Silicon Valley Bank (SVB) marks the second biggest banking collapse in US history, but this major event was bookended by two smaller bank closures, Silvergate Bank and Signature Bank.
In this article, we’ll cover the rise and fall of Silvergate Bank and how the company entered into ‘voluntary liquidation.’
The Beginning – 1988 – 2019
Silvergate opened for business in 1988 to make loans to industrial clients, and filings show that it dealt in conventional services such as commercial and residential real estate lending. But in 2013, the company started to pursue crypto clients.
The bank operated a real-time payments system called the “Silvergate Exchange Network” (SEN), which enabled cryptocurrency exchanges, institutions, and customers to exchange fiat currencies such as US dollars and Euros.
The Rise – 2019 – Q3 2022
With its crypto business growing, Silvergate went public in 2019, telling investors in its prospectus to expect an even bigger shift toward crypto. Eventually, the company’s Silvergate Exchange Network helped attract $11.9 billion in digital assets held as deposits as of Sept. 30th, 2022.
By the third quarter of 2022, it had $12 billion in deposits from 1,677 SEN customers, including all major cryptocurrency exchanges and over 1,000 institutional investors.
The FTX Crash – November 2022 – March 2023
In late 2022, following the collapse of FTX and generally poor market conditions, crypto deposits fled from institutions. Silvergate was left with only $3.8 billion in deposits, according to a January 5th statement.
FTX had been one of Silvergates biggest customers, and the sudden drop in funds forced Silvergate to sell securities before they matured at steep losses that eroded its capital and liquidity.
The crypto bank also faces class-action lawsuits over its relationship with FTX and Alameda Research.

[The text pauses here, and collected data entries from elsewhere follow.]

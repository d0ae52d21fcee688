pub mod openai;
pub mod unconfigured;
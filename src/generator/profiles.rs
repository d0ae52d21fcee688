use rand::seq::SliceRandom;
use rand::Rng;
use serde::Serialize;

const SEXES: [&str; 2] = ["Male", "Female"];
const REASONS: [&str; 4] = ["Tourism", "Business", "Resident", "Education"];
// "None" the string and a missing job are distinct values in the emitted JSON.
const JOBS: [Option<&str>; 5] = [
    Some("Engineer"),
    Some("Doctor"),
    Some("Teacher"),
    Some("None"),
    None,
];
const EDUCATION_LEVELS: [&str; 4] = ["High School", "Bachelor Degree", "Master Degree", "PhD"];
const INCOME_LEVELS: [&str; 3] = ["Low", "Middle", "High"];
const MARITAL_STATUSES: [&str; 3] = ["Single", "Married", "Divorced"];

#[derive(Debug, Clone, PartialEq, Serialize)]
pub struct PersonProfile {
    pub person_id: u32,
    pub name: String,
    pub age: u8,
    pub sex: &'static str,
    pub reason_in_city: &'static str,
    pub job: Option<&'static str>,
    pub ad_influence_score: f64,
    pub education_level: &'static str,
    pub income_level: &'static str,
    pub marital_status: &'static str,
}

impl PersonProfile {
    pub fn random<R: Rng + ?Sized>(person_id: u32, rng: &mut R) -> Self {
        Self {
            person_id,
            name: format!("Person {person_id}"),
            age: rng.gen_range(18..=80),
            sex: pick(&SEXES, rng),
            reason_in_city: pick(&REASONS, rng),
            job: pick(&JOBS, rng),
            ad_influence_score: round2(rng.gen_range(0.0..=1.0)),
            education_level: pick(&EDUCATION_LEVELS, rng),
            income_level: pick(&INCOME_LEVELS, rng),
            marital_status: pick(&MARITAL_STATUSES, rng),
        }
    }
}

fn pick<T: Copy, R: Rng + ?Sized>(values: &[T], rng: &mut R) -> T {
    // Every table above is non-empty.
    *values.choose(rng).unwrap_or(&values[0])
}

fn round2(value: f64) -> f64 {
    (value * 100.0).round() / 100.0
}

/// Profiles for ids `1..=count`, generated once and kept for the life of the process.
#[derive(Debug, Clone)]
pub struct ProfileCatalog {
    profiles: Vec<PersonProfile>,
}

impl ProfileCatalog {
    pub fn generate<R: Rng + ?Sized>(count: u32, rng: &mut R) -> Self {
        let profiles = (1..=count)
            .map(|person_id| PersonProfile::random(person_id, rng))
            .collect();
        Self { profiles }
    }

    pub fn len(&self) -> usize {
        self.profiles.len()
    }

    pub fn is_empty(&self) -> bool {
        self.profiles.is_empty()
    }

    pub fn get(&self, person_id: u32) -> Option<&PersonProfile> {
        let index = person_id.checked_sub(1)? as usize;
        self.profiles.get(index)
    }

    pub fn pick<R: Rng + ?Sized>(&self, rng: &mut R) -> Option<&PersonProfile> {
        self.profiles.choose(rng)
    }

    pub fn iter(&self) -> impl Iterator<Item = &PersonProfile> {
        self.profiles.iter()
    }
}
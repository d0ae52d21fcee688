use serde::{Deserialize, Serialize};

#[derive(Debug, Clone, Copy, PartialEq, Eq, Serialize, Deserialize)]
#[serde(rename_all = "lowercase")]
pub enum ChatRole {
    User,
    Assistant,
}

#[derive(Debug, Clone, PartialEq, Eq, Serialize, Deserialize)]
pub struct ChatMessage {
    pub role: ChatRole,
    pub content: String,
}

/// Append-only chat transcript owned by the UI session that renders it.
#[derive(Debug, Clone, Default, PartialEq, Eq, Serialize, Deserialize)]
#[serde(transparent)]
pub struct ChatSession {
    messages: Vec<ChatMessage>,
}

impl ChatSession {
    pub fn new() -> Self {
        Self::default()
    }

    pub fn from_messages(messages: Vec<ChatMessage>) -> Self {
        Self { messages }
    }

    pub fn push_user(&mut self, content: impl Into<String>) {
        self.messages.push(ChatMessage {
            role: ChatRole::User,
            content: content.into(),
        });
    }

    pub fn push_assistant(&mut self, content: impl Into<String>) {
        self.messages.push(ChatMessage {
            role: ChatRole::Assistant,
            content: content.into(),
        });
    }

    pub fn messages(&self) -> &[ChatMessage] {
        &self.messages
    }

    pub fn len(&self) -> usize {
        self.messages.len()
    }

    pub fn is_empty(&self) -> bool {
        self.messages.is_empty()
    }

    pub fn into_messages(self) -> Vec<ChatMessage> {
        self.messages
    }
}
pub mod daemon_client;
pub mod dispatcher;
pub mod map;
pub mod queries;
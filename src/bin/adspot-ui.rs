use tracing_subscriber::EnvFilter;

fn main() {
    let _ = dotenvy::dotenv();
    let filter = EnvFilter::try_from_default_env()
        .unwrap_or_else(|_| EnvFilter::new("info,adspot=info"));
    tracing_subscriber::fmt().with_env_filter(filter).init();
    adspot::ui::launch_ui();
}
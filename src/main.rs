use clap::Parser;
use console::style;
use tracing_subscriber::EnvFilter;

use adspot::config::Config;
use adspot::db::Database;
use adspot::domains::chat::ChatSession;
use adspot::error::Result;
use adspot::inventory::InventoryStore;
use adspot::services::map::MapView;
use adspot::services::queries::{render_province_counts, QueryService};
use adspot::Dashboard;

#[derive(Parser, Debug)]
#[command(name = "adspot")]
#[command(about = "Ad spot inventory queries from the terminal")]
struct Cli {
    #[arg(long, env = "ADSPOT_CONFIG")]
    config: Option<String>,

    /// Overrides the configured database path.
    #[arg(long)]
    db: Option<String>,

    #[command(subcommand)]
    command: Commands,
}

#[derive(clap::Subcommand, Debug)]
enum Commands {
    /// List user tables.
    Tables,
    /// Row count of the table whose name best matches `--table`.
    Count {
        #[arg(long)]
        table: String,
    },
    /// Inventory rows per province.
    Provinces,
    /// Inventory locations with coordinates.
    Map,
    /// One chat turn through the model.
    Ask {
        #[arg(long)]
        text: String,
    },
    /// Append rows from an inventory CSV.
    ImportInventory {
        #[arg(long)]
        csv: String,
    },
}

#[tokio::main]
async fn main() -> Result<()> {
    let _ = dotenvy::dotenv();
    let filter = EnvFilter::try_from_default_env()
        .unwrap_or_else(|_| EnvFilter::new("info,adspot=info"));
    tracing_subscriber::fmt().with_env_filter(filter).init();

    let cli = Cli::parse();
    let mut config = Config::load(cli.config.as_deref())?;
    if let Some(db) = cli.db {
        config.database.get_or_insert_with(Default::default).url = Some(db);
    }

    run(cli.command, &config).await
}

async fn run(command: Commands, config: &Config) -> Result<()> {
    if let Commands::Ask { text } = &command {
        let dashboard = Dashboard::from_config(config).await?;
        let mut session = ChatSession::new();
        let reply = dashboard.chat(&mut session, text).await;
        println!("{} {}", style("✦").color256(214).bold(), reply);
        return Ok(());
    }

    let db = Database::open(config.database_url()).await?;
    let queries = QueryService::new(db.clone());
    match command {
        Commands::Tables => {
            for table in queries.list_tables().await? {
                println!("{table}");
            }
        }
        Commands::Count { table } => {
            println!("{}", queries.table_count(&table).await);
        }
        Commands::Provinces => {
            let counts = queries.province_counts().await?;
            println!("{}", render_province_counts(&counts).trim_end());
        }
        Commands::Map => {
            let view = MapView::from_points(InventoryStore::new(db).map_points().await?);
            print_map(&view);
        }
        Commands::ImportInventory { csv } => {
            let inserted = InventoryStore::new(db).import_csv(&csv).await?;
            println!(
                "{} {inserted} rows from {csv}",
                style("Imported").color256(81).bold()
            );
        }
        Commands::Ask { .. } => {}
    }
    Ok(())
}

fn print_map(view: &MapView) {
    let Some(state) = view.view_state else {
        println!(
            "{}",
            style(view.message.as_deref().unwrap_or_default()).color256(245)
        );
        return;
    };
    println!(
        "{} {:.4}, {:.4} (zoom {})",
        style("Centre").color256(81).bold(),
        state.latitude,
        state.longitude,
        state.zoom
    );
    for point in &view.points {
        println!(
            "{:>10.5} {:>11.5}  {}",
            point.latitude,
            point.longitude,
            point.location_name.as_deref().unwrap_or("")
        );
    }
}
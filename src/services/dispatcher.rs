use std::sync::Arc;

use thiserror::Error;

use crate::domains::chat::ChatSession;
use crate::error::AdspotError;
use crate::interfaces::providers::LlmProvider;
use crate::services::queries::{error_text, QueryService};
use crate::tools::{tool_definitions, ToolCallError, ToolRequest};

#[derive(Debug, Clone, PartialEq, Eq)]
pub enum DispatchOutcome {
    /// The model answered in plain text.
    Answer(String),
    /// The model asked for a tool; `output` is that tool's text result.
    Tool { request: ToolRequest, output: String },
}

impl DispatchOutcome {
    pub fn into_text(self) -> String {
        match self {
            Self::Answer(text) => text,
            Self::Tool { output, .. } => output,
        }
    }
}

#[derive(Debug, Error)]
pub enum DispatchError {
    #[error(transparent)]
    ToolCall(#[from] ToolCallError),
    #[error(transparent)]
    Provider(#[from] AdspotError),
}

impl DispatchError {
    /// Text shown to the user in place of an answer.
    pub fn user_message(&self) -> String {
        match self {
            Self::ToolCall(ToolCallError::UnknownTool(name)) => format!(
                "The assistant requested an unknown operation '{name}'; nothing was run."
            ),
            Self::ToolCall(ToolCallError::MalformedArguments { name, reason }) => {
                format!("Could not decode arguments for '{name}': {reason}")
            }
            Self::Provider(err) => error_text(err),
        }
    }
}

pub fn build_system_prompt(tables: &[String]) -> String {
    format!(
        "You are an assistant that helps query a database. The available tables are: {}. \
         You can provide row counts for tables and count of rows per province in the inventory table. \
         Use the query_table_count function for general row counts and query_count_by_province \
         function for province-specific counts.",
        tables.join(", ")
    )
}

/// Turns one user utterance into either a model answer or one canned query.
pub struct ChatDispatcher {
    llm: Arc<dyn LlmProvider>,
    queries: QueryService,
}

impl ChatDispatcher {
    pub fn new(llm: Arc<dyn LlmProvider>, queries: QueryService) -> Self {
        Self { llm, queries }
    }

    pub async fn dispatch(
        &self,
        utterance: &str,
        tables: &[String],
    ) -> Result<DispatchOutcome, DispatchError> {
        let system_prompt = build_system_prompt(tables);
        let response = self
            .llm
            .generate_with_tools(utterance, &system_prompt, tool_definitions())
            .await?;

        let Some(call) = response.tool_calls.first() else {
            return Ok(DispatchOutcome::Answer(response.text));
        };
        if response.tool_calls.len() > 1 {
            tracing::warn!(
                ignored = response.tool_calls.len() - 1,
                "model requested several tools; running the first only"
            );
        }

        let request = ToolRequest::from_call(call)?;
        tracing::debug!(tool = request.name(), "dispatching tool call");
        let output = match &request {
            ToolRequest::TableCount { table_name } => {
                self.queries
                    .table_count(table_name.as_deref().unwrap_or_default())
                    .await
            }
            ToolRequest::CountByProvince => self.queries.count_by_province().await,
        };
        Ok(DispatchOutcome::Tool { request, output })
    }

    /// Runs one chat turn against a caller-owned transcript and returns the reply.
    ///
    /// The catalog is fetched fresh for every turn. Failures never escape: they
    /// become the assistant's reply.
    pub async fn handle_turn(&self, session: &mut ChatSession, utterance: &str) -> String {
        session.push_user(utterance);

        let reply = match self.queries.list_tables().await {
            Ok(tables) => match self.dispatch(utterance, &tables).await {
                Ok(outcome) => outcome.into_text(),
                Err(err) => {
                    tracing::warn!(error = %err, "chat dispatch failed");
                    err.user_message()
                }
            },
            Err(err) => {
                tracing::warn!(error = %err, "could not load table catalog");
                error_text(err)
            }
        };

        session.push_assistant(reply.clone());
        reply
    }
}
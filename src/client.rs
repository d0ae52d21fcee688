use std::sync::Arc;

use crate::config::Config;
use crate::db::Database;
use crate::domains::chat::ChatSession;
use crate::error::Result;
use crate::interfaces::providers::LlmProvider;
use crate::inventory::{InventoryStore, ProvinceCount};
use crate::providers::openai::OpenAiProvider;
use crate::providers::unconfigured::UnconfiguredProvider;
use crate::services::dispatcher::ChatDispatcher;
use crate::services::map::MapView;
use crate::services::queries::QueryService;

/// Backing services for the Map, Analytics and Chat views.
pub struct Dashboard {
    db: Database,
    inventory: InventoryStore,
    dispatcher: ChatDispatcher,
}

impl Dashboard {
    pub fn new(db: Database, llm: Arc<dyn LlmProvider>) -> Self {
        let inventory = InventoryStore::new(db.clone());
        let dispatcher = ChatDispatcher::new(llm, QueryService::new(db.clone()));
        Self {
            db,
            inventory,
            dispatcher,
        }
    }

    /// Opens the database and the model client. A missing API key only
    /// disables chat; the map and analytics views still work.
    pub async fn from_config(config: &Config) -> Result<Self> {
        let db = Database::open(config.database_url()).await?;
        let llm: Arc<dyn LlmProvider> = match config.openai_api_key() {
            Ok(api_key) => {
                let openai = config.openai.clone().unwrap_or_default();
                let provider = OpenAiProvider::new(api_key, openai.model, openai.base_url);
                tracing::info!(database = %config.database_url(), model = provider.model(), "dashboard ready");
                Arc::new(provider)
            }
            Err(err) => {
                tracing::warn!(database = %config.database_url(), error = %err, "dashboard ready without chat");
                Arc::new(UnconfiguredProvider::new("OPENAI_API_KEY is not set"))
            }
        };
        Ok(Self::new(db, llm))
    }

    pub async fn map_view(&self) -> Result<MapView> {
        let points = self.inventory.map_points().await?;
        Ok(MapView::from_points(points))
    }

    pub async fn province_counts(&self) -> Result<Vec<ProvinceCount>> {
        self.inventory.province_counts().await
    }

    pub async fn tables(&self) -> Result<Vec<String>> {
        self.db.table_names().await
    }

    pub async fn chat(&self, session: &mut ChatSession, text: &str) -> String {
        self.dispatcher.handle_turn(session, text).await
    }
}
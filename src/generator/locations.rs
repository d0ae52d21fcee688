use std::path::Path;

use rand::Rng;
use rand_distr::{Distribution, Normal};
use serde::Deserialize;

use crate::error::{AdspotError, Result};
use crate::inventory::MapPoint;

#[derive(Debug, Clone, Copy, PartialEq)]
pub struct BaseLocation {
    pub latitude: f64,
    pub longitude: f64,
}

impl From<&MapPoint> for BaseLocation {
    fn from(point: &MapPoint) -> Self {
        Self {
            latitude: point.latitude,
            longitude: point.longitude,
        }
    }
}

#[derive(Deserialize)]
struct LocationRow {
    #[serde(rename = "Latitude", default)]
    latitude: Option<f64>,
    #[serde(rename = "Longitude", default)]
    longitude: Option<f64>,
}

/// Reads base coordinates from a CSV with `Latitude` and `Longitude` headers.
/// Rows missing either value are skipped.
pub fn load_locations_csv(path: impl AsRef<Path>) -> Result<Vec<BaseLocation>> {
    let mut reader =
        csv::Reader::from_path(path.as_ref()).map_err(|e| AdspotError::Config(e.to_string()))?;
    let mut locations = Vec::new();
    for row in reader.deserialize::<LocationRow>() {
        let row = row.map_err(|e| AdspotError::Serialization(e.to_string()))?;
        if let (Some(latitude), Some(longitude)) = (row.latitude, row.longitude) {
            locations.push(BaseLocation {
                latitude,
                longitude,
            });
        }
    }
    Ok(locations)
}

/// Independent Gaussian noise on each axis, in degrees.
#[derive(Debug, Clone, Copy)]
pub struct Jitter {
    noise: Normal<f64>,
}

impl Jitter {
    pub fn new(std_dev: f64) -> Result<Self> {
        let noise = Normal::new(0.0, std_dev)
            .map_err(|e| AdspotError::Config(format!("invalid jitter std dev {std_dev}: {e}")))?;
        Ok(Self { noise })
    }

    /// `[latitude, longitude]` near `base`.
    pub fn apply<R: Rng + ?Sized>(&self, base: BaseLocation, rng: &mut R) -> [f64; 2] {
        [
            base.latitude + self.noise.sample(rng),
            base.longitude + self.noise.sample(rng),
        ]
    }
}

#[cfg(test)]
mod tests {
    use super::*;
    use rand::rngs::StdRng;
    use rand::SeedableRng;
    use std::io::Write;

    fn mean_and_std(values: &[f64]) -> (f64, f64) {
        let n = values.len() as f64;
        let mean = values.iter().sum::<f64>() / n;
        let var = values.iter().map(|v| (v - mean).powi(2)).sum::<f64>() / n;
        (mean, var.sqrt())
    }

    #[test]
    fn jitter_centres_on_base_with_configured_spread() {
        let jitter = Jitter::new(0.01).unwrap();
        let base = BaseLocation {
            latitude: 43.6532,
            longitude: -79.3832,
        };
        let mut rng = StdRng::seed_from_u64(42);
        let samples: Vec<[f64; 2]> = (0..20_000).map(|_| jitter.apply(base, &mut rng)).collect();
        let lats: Vec<f64> = samples.iter().map(|s| s[0]).collect();
        let lons: Vec<f64> = samples.iter().map(|s| s[1]).collect();

        let (lat_mean, lat_std) = mean_and_std(&lats);
        let (lon_mean, lon_std) = mean_and_std(&lons);
        assert!((lat_mean - base.latitude).abs() < 0.0005, "lat mean {lat_mean}");
        assert!((lon_mean - base.longitude).abs() < 0.0005, "lon mean {lon_mean}");
        assert!((lat_std - 0.01).abs() < 0.0005, "lat std {lat_std}");
        assert!((lon_std - 0.01).abs() < 0.0005, "lon std {lon_std}");
    }

    #[test]
    fn negative_spread_is_rejected() {
        assert!(Jitter::new(-1.0).is_err());
    }

    #[test]
    fn csv_rows_without_coordinates_are_skipped() {
        let mut file = tempfile::NamedTempFile::new().unwrap();
        writeln!(file, "Location_Name,Latitude,Longitude").unwrap();
        writeln!(file, "A,45.5,-73.56").unwrap();
        writeln!(file, "B,,-73.0").unwrap();
        writeln!(file, "C,49.28,-123.12").unwrap();
        file.flush().unwrap();

        let locations = load_locations_csv(file.path()).unwrap();
        assert_eq!(
            locations,
            vec![
                BaseLocation {
                    latitude: 45.5,
                    longitude: -73.56
                },
                BaseLocation {
                    latitude: 49.28,
                    longitude: -123.12
                },
            ]
        );
    }
}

The suit alleges that Silvergate aided and abetted FTX’s fraudulent activities and the exchanges’ breaches of fiduciary duty through improper transfers, lending user funds, and co-mingling funds.
According to the lawsuit, Silvergate is liable for its role in “furthering FTX’s investment fraud” and has an obligation to return what they owe to the plaintiff and other investors.
The Fall – March 1st to March 7th
Further concerns for the bank arose when it announced on March 1st that it would delay filing its annual 10-K report with the Securities and Exchange Commission (SEC).
A 10-K report is a document required by the SEC that provides a comprehensive overview of a company’s business and financial condition. The crypto bank stated that it would need an additional two weeks to complete the report for the 2022 fiscal year.
Silvergate explained in its late filing notice that it sold additional debt securities in January and February and expected to record further losses in the coming months.
Within 24 hours of the late 10-K filing, several crypto firms began publicly distancing themselves from the bank. Firms like Bitstamp, Coinbase, Galaxy, Paxos, Circle, and MicroStrategy all released statements cutting ties with Silvergate.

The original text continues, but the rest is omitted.